What the task asks - Some of the lines below need repeating. Reproduce exactly those between the lines holding "on this platform" and "executable placeholder for", inclusive.

Collected data -
——

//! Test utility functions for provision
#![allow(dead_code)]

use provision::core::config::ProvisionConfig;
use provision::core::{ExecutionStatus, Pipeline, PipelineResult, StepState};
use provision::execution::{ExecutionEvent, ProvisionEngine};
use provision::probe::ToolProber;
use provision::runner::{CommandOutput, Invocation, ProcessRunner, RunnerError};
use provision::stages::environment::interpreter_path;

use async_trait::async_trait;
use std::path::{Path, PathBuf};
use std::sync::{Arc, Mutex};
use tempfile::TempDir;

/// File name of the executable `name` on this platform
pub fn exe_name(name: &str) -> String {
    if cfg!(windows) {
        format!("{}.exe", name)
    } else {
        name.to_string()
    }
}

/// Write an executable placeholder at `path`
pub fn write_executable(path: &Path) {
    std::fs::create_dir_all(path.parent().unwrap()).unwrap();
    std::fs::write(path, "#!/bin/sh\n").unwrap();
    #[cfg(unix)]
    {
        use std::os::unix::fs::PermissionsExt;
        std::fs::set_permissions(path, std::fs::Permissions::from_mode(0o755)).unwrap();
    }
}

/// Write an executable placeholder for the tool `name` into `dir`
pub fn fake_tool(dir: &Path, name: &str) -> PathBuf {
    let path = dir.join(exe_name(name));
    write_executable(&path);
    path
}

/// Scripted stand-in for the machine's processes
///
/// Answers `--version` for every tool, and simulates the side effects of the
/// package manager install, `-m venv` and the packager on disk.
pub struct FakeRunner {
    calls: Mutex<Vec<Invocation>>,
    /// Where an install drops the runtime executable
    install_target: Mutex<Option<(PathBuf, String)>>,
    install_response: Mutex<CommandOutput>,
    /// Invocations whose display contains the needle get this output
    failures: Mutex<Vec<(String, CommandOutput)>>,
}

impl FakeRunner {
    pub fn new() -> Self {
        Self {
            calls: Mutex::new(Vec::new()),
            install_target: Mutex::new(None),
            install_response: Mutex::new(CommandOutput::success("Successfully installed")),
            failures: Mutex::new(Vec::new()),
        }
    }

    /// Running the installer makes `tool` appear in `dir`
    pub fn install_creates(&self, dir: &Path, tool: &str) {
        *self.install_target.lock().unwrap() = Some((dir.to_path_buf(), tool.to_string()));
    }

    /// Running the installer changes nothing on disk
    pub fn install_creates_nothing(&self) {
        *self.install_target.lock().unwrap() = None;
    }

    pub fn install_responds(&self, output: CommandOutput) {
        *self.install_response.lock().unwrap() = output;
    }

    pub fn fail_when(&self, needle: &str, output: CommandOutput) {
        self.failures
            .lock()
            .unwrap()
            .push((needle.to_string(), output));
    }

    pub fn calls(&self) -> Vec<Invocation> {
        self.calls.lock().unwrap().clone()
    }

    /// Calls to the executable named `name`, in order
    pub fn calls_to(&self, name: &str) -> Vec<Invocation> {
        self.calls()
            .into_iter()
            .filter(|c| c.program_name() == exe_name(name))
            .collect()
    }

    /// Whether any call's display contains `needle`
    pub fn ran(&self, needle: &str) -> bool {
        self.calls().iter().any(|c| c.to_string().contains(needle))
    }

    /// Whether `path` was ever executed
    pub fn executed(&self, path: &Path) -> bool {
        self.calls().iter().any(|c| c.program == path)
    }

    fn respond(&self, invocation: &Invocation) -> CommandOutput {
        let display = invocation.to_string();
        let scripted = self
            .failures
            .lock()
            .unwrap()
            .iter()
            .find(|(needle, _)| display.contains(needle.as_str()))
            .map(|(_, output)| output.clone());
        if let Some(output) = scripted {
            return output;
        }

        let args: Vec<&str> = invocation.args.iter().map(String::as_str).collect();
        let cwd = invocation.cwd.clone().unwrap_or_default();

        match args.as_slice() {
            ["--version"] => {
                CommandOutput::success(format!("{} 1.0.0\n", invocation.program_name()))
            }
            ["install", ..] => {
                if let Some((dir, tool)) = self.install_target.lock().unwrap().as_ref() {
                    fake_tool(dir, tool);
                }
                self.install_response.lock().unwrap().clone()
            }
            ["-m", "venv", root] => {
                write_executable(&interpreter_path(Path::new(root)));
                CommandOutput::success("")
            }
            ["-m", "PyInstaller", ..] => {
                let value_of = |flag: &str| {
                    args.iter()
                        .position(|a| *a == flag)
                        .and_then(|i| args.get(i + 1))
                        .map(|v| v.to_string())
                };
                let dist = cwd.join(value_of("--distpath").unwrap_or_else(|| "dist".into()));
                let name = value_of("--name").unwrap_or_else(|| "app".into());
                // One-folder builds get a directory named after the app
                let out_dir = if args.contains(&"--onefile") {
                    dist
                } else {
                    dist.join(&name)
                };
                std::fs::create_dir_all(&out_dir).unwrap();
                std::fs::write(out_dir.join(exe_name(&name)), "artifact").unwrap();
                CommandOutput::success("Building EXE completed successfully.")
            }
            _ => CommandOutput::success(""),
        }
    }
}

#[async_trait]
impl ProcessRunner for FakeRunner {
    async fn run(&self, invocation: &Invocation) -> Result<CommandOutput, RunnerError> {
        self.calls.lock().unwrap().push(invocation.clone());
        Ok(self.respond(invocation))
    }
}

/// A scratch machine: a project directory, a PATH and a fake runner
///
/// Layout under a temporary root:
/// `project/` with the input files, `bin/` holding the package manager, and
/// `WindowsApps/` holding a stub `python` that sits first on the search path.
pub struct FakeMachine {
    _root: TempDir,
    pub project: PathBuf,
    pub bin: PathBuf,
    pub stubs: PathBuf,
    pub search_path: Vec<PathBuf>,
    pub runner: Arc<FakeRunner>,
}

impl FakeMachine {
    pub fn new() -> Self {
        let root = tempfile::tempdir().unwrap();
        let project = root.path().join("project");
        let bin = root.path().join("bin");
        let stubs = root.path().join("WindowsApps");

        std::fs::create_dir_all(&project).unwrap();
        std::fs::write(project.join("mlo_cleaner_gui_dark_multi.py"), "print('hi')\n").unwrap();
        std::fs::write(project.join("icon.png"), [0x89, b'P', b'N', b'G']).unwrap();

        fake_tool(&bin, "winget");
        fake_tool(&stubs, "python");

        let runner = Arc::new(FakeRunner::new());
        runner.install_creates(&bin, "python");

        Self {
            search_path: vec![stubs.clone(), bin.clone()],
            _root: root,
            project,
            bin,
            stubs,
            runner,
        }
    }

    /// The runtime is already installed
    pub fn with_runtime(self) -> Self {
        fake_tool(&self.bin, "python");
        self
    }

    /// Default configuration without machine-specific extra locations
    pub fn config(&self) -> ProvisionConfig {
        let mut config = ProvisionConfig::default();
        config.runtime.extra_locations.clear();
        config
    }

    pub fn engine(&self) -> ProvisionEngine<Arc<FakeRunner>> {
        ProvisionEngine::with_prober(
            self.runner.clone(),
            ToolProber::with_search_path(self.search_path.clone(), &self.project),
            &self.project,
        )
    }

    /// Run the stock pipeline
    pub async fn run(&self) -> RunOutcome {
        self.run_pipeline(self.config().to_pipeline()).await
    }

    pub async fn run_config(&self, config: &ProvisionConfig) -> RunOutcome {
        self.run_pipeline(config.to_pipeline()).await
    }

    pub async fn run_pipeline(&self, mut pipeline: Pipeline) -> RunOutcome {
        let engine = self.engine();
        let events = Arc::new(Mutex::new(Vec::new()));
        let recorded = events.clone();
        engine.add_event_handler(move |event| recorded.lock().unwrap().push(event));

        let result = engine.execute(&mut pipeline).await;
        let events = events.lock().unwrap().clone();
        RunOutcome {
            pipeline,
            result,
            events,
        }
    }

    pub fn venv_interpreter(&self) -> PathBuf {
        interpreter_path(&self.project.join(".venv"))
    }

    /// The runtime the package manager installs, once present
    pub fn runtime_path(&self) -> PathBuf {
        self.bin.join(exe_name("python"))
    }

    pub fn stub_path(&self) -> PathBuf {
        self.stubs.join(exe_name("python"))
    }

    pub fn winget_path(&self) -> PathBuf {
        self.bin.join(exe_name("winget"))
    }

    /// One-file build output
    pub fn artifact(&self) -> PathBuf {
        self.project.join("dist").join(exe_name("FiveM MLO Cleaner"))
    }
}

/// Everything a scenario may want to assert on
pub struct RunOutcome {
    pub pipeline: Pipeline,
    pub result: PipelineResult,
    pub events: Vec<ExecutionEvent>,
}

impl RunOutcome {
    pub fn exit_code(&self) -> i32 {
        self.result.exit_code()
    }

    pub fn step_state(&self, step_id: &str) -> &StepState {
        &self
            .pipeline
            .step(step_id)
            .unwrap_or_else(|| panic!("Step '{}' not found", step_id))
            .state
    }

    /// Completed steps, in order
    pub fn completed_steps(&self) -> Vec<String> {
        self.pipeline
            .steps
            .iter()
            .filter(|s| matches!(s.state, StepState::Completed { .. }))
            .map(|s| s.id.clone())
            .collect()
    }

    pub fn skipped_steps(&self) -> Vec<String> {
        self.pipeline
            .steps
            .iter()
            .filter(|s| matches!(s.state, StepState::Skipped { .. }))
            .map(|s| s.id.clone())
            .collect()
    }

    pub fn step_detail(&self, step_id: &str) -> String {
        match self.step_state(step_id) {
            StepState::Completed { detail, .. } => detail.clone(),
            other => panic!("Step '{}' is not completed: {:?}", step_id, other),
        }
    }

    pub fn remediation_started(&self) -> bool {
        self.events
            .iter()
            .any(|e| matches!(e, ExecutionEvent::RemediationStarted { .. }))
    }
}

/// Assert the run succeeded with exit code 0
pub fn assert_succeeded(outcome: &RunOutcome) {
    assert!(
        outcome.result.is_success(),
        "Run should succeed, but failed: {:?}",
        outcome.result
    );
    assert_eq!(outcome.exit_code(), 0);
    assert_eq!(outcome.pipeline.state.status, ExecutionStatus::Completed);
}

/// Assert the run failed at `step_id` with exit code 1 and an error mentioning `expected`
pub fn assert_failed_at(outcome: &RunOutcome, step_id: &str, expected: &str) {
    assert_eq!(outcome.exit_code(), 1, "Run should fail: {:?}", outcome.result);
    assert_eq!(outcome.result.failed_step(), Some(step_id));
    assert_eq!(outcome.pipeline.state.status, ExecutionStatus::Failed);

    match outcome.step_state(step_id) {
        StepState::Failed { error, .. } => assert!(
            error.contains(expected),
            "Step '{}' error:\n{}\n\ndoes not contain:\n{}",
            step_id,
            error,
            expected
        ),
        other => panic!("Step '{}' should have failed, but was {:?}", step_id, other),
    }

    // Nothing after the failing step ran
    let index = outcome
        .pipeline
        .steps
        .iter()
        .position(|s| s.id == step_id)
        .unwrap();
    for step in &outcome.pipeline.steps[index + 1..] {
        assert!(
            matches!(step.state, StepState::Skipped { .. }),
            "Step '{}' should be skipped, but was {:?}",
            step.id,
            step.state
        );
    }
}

——

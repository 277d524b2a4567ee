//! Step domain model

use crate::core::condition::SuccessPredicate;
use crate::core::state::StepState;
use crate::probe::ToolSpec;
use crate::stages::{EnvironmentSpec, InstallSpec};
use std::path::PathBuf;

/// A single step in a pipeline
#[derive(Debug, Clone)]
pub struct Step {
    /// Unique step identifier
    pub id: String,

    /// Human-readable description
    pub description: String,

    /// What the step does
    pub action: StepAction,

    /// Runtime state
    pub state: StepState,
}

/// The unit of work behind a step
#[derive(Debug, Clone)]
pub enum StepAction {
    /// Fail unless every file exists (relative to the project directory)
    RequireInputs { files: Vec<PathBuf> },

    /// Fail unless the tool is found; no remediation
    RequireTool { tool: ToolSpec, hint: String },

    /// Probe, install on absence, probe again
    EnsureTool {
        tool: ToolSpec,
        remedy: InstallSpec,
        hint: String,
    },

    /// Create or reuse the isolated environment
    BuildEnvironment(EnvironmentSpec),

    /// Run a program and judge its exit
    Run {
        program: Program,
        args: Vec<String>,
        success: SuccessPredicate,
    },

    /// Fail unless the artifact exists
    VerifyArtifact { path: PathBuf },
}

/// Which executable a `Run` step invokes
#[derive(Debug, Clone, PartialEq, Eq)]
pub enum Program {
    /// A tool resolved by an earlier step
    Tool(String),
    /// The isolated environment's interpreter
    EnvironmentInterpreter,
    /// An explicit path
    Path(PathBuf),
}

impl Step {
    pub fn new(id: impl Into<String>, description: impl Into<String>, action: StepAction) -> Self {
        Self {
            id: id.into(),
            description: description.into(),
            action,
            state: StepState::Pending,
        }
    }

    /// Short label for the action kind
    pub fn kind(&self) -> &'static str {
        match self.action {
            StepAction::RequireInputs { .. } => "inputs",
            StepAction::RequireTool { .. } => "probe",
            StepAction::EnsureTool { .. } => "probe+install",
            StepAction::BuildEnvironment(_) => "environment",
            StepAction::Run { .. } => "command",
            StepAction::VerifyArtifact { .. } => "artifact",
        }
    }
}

——

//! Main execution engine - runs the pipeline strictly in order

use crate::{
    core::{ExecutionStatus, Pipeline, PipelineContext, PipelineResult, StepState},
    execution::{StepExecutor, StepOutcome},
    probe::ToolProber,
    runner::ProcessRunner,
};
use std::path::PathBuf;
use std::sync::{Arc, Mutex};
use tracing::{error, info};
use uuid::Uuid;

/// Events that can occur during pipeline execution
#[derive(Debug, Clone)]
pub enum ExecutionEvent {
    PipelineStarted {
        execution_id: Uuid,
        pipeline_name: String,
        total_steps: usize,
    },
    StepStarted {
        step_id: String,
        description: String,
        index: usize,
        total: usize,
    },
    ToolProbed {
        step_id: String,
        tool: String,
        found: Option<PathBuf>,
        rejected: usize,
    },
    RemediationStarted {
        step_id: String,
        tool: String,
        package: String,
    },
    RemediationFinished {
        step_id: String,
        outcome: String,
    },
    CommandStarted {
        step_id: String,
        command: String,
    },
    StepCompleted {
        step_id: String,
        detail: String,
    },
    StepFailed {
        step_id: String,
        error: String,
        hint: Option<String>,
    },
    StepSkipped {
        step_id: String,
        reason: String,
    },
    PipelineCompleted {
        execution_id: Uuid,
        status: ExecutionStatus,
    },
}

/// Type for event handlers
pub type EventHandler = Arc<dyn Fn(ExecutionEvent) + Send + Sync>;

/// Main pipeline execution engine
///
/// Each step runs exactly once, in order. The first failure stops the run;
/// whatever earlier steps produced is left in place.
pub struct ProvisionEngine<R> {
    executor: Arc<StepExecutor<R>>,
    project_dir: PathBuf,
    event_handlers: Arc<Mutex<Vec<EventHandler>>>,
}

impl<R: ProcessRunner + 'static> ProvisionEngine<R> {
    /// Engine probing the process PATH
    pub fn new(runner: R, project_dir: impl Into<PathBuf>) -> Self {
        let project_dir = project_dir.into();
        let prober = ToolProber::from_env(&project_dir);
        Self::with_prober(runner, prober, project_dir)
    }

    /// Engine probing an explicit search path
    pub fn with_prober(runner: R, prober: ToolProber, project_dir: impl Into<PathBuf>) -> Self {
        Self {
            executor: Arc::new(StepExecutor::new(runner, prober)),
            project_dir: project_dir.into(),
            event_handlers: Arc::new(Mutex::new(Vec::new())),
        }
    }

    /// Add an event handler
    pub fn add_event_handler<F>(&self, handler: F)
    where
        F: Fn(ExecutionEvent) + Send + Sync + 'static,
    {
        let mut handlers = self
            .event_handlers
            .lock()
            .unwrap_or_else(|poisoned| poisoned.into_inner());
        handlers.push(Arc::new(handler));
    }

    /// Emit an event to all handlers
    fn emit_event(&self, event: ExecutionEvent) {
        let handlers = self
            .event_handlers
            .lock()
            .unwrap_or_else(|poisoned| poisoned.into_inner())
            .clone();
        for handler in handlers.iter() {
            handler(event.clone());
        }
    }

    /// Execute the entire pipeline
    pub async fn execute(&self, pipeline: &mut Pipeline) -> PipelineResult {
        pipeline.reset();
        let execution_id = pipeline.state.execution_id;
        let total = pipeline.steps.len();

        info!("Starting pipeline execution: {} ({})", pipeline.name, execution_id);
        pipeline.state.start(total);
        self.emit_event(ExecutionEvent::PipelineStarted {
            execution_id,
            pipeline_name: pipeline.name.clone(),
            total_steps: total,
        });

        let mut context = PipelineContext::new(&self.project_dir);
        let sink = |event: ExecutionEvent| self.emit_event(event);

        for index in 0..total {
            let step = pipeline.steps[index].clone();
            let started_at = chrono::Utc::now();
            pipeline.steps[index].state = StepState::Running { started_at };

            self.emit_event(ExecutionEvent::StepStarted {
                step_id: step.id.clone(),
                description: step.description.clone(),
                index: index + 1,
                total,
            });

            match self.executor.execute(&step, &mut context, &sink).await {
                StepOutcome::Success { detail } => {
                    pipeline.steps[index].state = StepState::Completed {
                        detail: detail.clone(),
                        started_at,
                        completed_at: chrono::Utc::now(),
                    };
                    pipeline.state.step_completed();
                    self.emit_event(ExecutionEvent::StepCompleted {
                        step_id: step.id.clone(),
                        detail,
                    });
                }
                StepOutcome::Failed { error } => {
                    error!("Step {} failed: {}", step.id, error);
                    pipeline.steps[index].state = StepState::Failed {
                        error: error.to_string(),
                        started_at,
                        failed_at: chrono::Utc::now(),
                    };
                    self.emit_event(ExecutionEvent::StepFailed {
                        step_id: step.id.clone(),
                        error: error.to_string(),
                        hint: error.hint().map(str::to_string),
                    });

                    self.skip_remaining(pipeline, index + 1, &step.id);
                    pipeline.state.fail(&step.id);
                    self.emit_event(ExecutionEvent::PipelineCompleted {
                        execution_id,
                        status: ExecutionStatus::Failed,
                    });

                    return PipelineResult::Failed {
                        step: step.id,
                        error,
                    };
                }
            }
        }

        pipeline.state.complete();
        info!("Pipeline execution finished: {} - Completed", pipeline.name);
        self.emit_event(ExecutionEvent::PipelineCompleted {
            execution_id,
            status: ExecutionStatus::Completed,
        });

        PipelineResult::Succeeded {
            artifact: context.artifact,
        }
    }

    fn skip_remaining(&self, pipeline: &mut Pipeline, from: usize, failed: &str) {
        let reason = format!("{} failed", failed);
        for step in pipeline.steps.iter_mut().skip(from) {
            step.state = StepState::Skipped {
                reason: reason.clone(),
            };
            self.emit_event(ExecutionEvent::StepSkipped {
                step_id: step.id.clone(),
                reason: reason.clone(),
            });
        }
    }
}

——

Task output -
/// File name of the executable `name` on this platform
pub fn exe_name(name: &str) -> String {
    if cfg!(windows) {
        format!("{}.exe", name)
    } else {
        name.to_string()
    }
}

/// Write an executable placeholder at `path`
pub fn write_executable(path: &Path) {
    std::fs::create_dir_all(path.parent().unwrap()).unwrap();
    std::fs::write(path, "#!/bin/sh\n").unwrap();
    #[cfg(unix)]
    {
        use std::os::unix::fs::PermissionsExt;
        std::fs::set_permissions(path, std::fs::Permissions::from_mode(0o755)).unwrap();
    }
}

/// Write an executable placeholder for the tool `name` into `dir`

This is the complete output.